Output every record below exactly.

» SOURCE DATA
*-*-*
/// 2D point in image coordinates.
#[derive(Debug, Clone, Copy, PartialEq, Default)]
pub struct Point {
    pub x: f32,
    pub y: f32,
}

impl Point {
    pub fn new(x: f32, y: f32) -> Self {
        Self { x, y }
    }

    pub fn distance(&self, other: &Point) -> f32 {
        let dx = self.x - other.x;
        let dy = self.y - other.y;
        (dx * dx + dy * dy).sqrt()
    }
}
*-*-*
» TASK RESULT
/// 2D point in image coordinates.
#[derive(Debug, Clone, Copy, PartialEq, Default)]
pub struct Point {
    pub x: f32,
    pub y: f32,
}

impl Point {
    pub fn new(x: f32, y: f32) -> Self {
        Self { x, y }
    }

    pub fn distance(&self, other: &Point) -> f32 {
        let dx = self.x - other.x;
        let dy = self.y - other.y;
        (dx * dx + dy * dy).sqrt()
    }
}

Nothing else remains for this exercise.